Exercise prompt: Your answer should consist of each line below that includes the word "subscription".
________________
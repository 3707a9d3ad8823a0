//! The coach runtime.
//!
//! One deterministic evaluation pass per call; no persisted state machine.
//! These four entry points are the only surface screens may use; nothing
//! outside this crate reaches into the memory facade or breaker directly.

use crate::gate::apply_entitlement_gate;
use crate::modulation::{apply_trust_modulation, evaluate_emotional_state};
use crate::templates::{
    nudge_message, overlay_message, template_for_kind, ui_mode_for, NudgeKind,
};
use std::sync::Arc;
use std::time::Instant;
use tandem_core::{
    classify, CoachMemoryEvent, CoachResponse, CoachScreenContext, EmotionalState,
    ExplainabilityBinding, IssueCategory, SafetyClass, TelemetrySink, TrustState, UiMode,
    UiSurface,
};
use tandem_memory::{best_effort, CoachMemory, TrustSignal};

pub struct CoachRuntime {
    memory: Arc<CoachMemory>,
    telemetry: Arc<dyn TelemetrySink>,
}

impl CoachRuntime {
    /// Construct one runtime per process (or per test), with its
    /// collaborators injected.
    pub fn new(memory: Arc<CoachMemory>, telemetry: Arc<dyn TelemetrySink>) -> Self {
        Self { memory, telemetry }
    }

    /// React to a behavioral event from a screen.
    ///
    /// Never fails: a memory outage degrades personalization, not
    /// availability. The durable write is best-effort and any error
    /// (including `memory_circuit_open`) is logged and swallowed.
    pub async fn handle_user_event(
        &self,
        event: CoachMemoryEvent,
        ctx: &CoachScreenContext,
    ) -> CoachResponse {
        let started = Instant::now();

        best_effort(
            self.telemetry.as_ref(),
            "record_experience",
            (),
            self.memory.record_experience(&event, ctx),
        )
        .await;
        if event.trust_impact != 0 {
            best_effort(
                self.telemetry.as_ref(),
                "trust_update",
                (),
                self.memory
                    .update_trust_model(TrustSignal::new(event.trust_impact as i32, event.kind())),
            )
            .await;
        }

        let safety_mode = self.memory.volatile().relationship_profile().await.safety_mode;
        let emotional = evaluate_emotional_state(ctx, Some(&event), safety_mode);
        best_effort(
            self.telemetry.as_ref(),
            "emotional_baseline",
            (),
            self.memory.update_emotional_model(emotional),
        )
        .await;
        tracing::debug!(
            kind = event.kind(),
            state = emotional.as_str(),
            screen = %ctx.screen,
            "coach evaluation"
        );

        let decision_id = format!("{}:{}", event.kind(), event.occurred_at.timestamp());
        let mut response = self.generate_response(&event, emotional, ctx);
        response.decision_id = Some(decision_id.clone());

        apply_trust_modulation(&mut response, ctx.effective_trust());

        // Non-premium callers get a depth-free binding without a durable
        // round trip; the gate below is still the enforcement point.
        let binding = if ctx.subscription.has_premium_access() {
            self.memory.explainable_reasoning_trace(&decision_id).await
        } else {
            ExplainabilityBinding::minimal(&decision_id)
        };
        response.explainability = Some(binding);

        apply_entitlement_gate(&mut response, ctx.subscription);

        self.telemetry.track_timing(
            "coach_response_time",
            started.elapsed().as_millis() as u64,
            &[("screen", ctx.screen.as_str())],
        );
        self.telemetry
            .increment("coach_response", 1, &[("kind", event.kind())]);

        response
    }

    /// Ambient, lower-key message for a screen visit with no triggering
    /// event. Same evaluation, modulation, and gating pipeline.
    pub async fn coach_overlay(&self, ctx: &CoachScreenContext) -> CoachResponse {
        let safety_mode = self.memory.volatile().relationship_profile().await.safety_mode;
        let emotional = evaluate_emotional_state(ctx, None, safety_mode);

        let mut response = CoachResponse::new(
            overlay_message(emotional),
            emotional,
            UiSurface::Banner,
            ui_mode_for(emotional),
        );
        response.trust_state = Some(trust_descriptor(ctx.effective_trust()));
        response.safety_flags = ctx.safety_flags.clone();
        response.personalization_basis = vec!["screen_context".to_string()];
        response.data_sources = vec!["session_signals".to_string()];

        apply_trust_modulation(&mut response, ctx.effective_trust());
        apply_entitlement_gate(&mut response, ctx.subscription);
        response
    }

    /// Fixed nudge lookup. No state evaluation, no entitlement depth to
    /// gate.
    pub fn coach_nudge(&self, kind: NudgeKind) -> CoachResponse {
        CoachResponse::new(
            nudge_message(kind),
            EmotionalState::Neutral,
            UiSurface::Nudge,
            UiMode::Motivate,
        )
    }

    /// The "why" trace for a previous decision. Always renders: non-premium
    /// callers receive the trace with its depth arrays cleared rather than
    /// nothing.
    pub async fn explainability(
        &self,
        decision_id: &str,
        ctx: &CoachScreenContext,
    ) -> ExplainabilityBinding {
        let mut binding = self.memory.explainable_reasoning_trace(decision_id).await;
        if !ctx.subscription.has_premium_access() {
            binding.clear_depth();
        }
        binding
    }

    /// Template lookup plus descriptor attachment. Gating happens at the
    /// end of the calling pipeline, not here.
    fn generate_response(
        &self,
        event: &CoachMemoryEvent,
        emotional: EmotionalState,
        ctx: &CoachScreenContext,
    ) -> CoachResponse {
        let template = template_for_kind(event.kind());
        let mut response = CoachResponse::new(
            template.message,
            emotional,
            template.surface,
            ui_mode_for(emotional),
        );

        response.confidence = event.confidence;
        response.safety_flags = ctx.safety_flags.clone();
        if event.safety_class.is_protective() {
            response.safety_reason = Some(match event.safety_class {
                SafetyClass::MedicalRisk => {
                    "a medical-risk signal was reported with this event".to_string()
                }
                _ => "this event carried a caution signal".to_string(),
            });
        } else if !ctx.safety_flags.is_empty() {
            let classification = classify(None, None, &ctx.safety_flags);
            if matches!(
                classification.category,
                IssueCategory::Medical | IssueCategory::Overtraining
            ) {
                response.safety_reason = Some(classification.message.to_string());
            }
        }

        let trust = ctx.effective_trust();
        response.trust_state = Some(trust_descriptor(trust));
        response.trust_reason =
            Some("derived from recent logging consistency and check-in history".to_string());
        response.personalization_basis = vec![
            "relationship_profile".to_string(),
            "recent_events".to_string(),
        ];
        response.data_sources = vec!["behavior_log".to_string(), "trust_model".to_string()];

        response
    }
}

/// Coarse trust descriptor attached at generation time. The modulation
/// pass overrides it for the outer bands.
fn trust_descriptor(trust: u8) -> TrustState {
    match trust {
        0..=39 => TrustState::TrustRepair,
        40..=69 => TrustState::Building,
        _ => TrustState::Stable,
    }
}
________________
Response for this exercise:
        let binding = if ctx.subscription.has_premium_access() {
        apply_entitlement_gate(&mut response, ctx.subscription);
        apply_entitlement_gate(&mut response, ctx.subscription);
        if !ctx.subscription.has_premium_access() {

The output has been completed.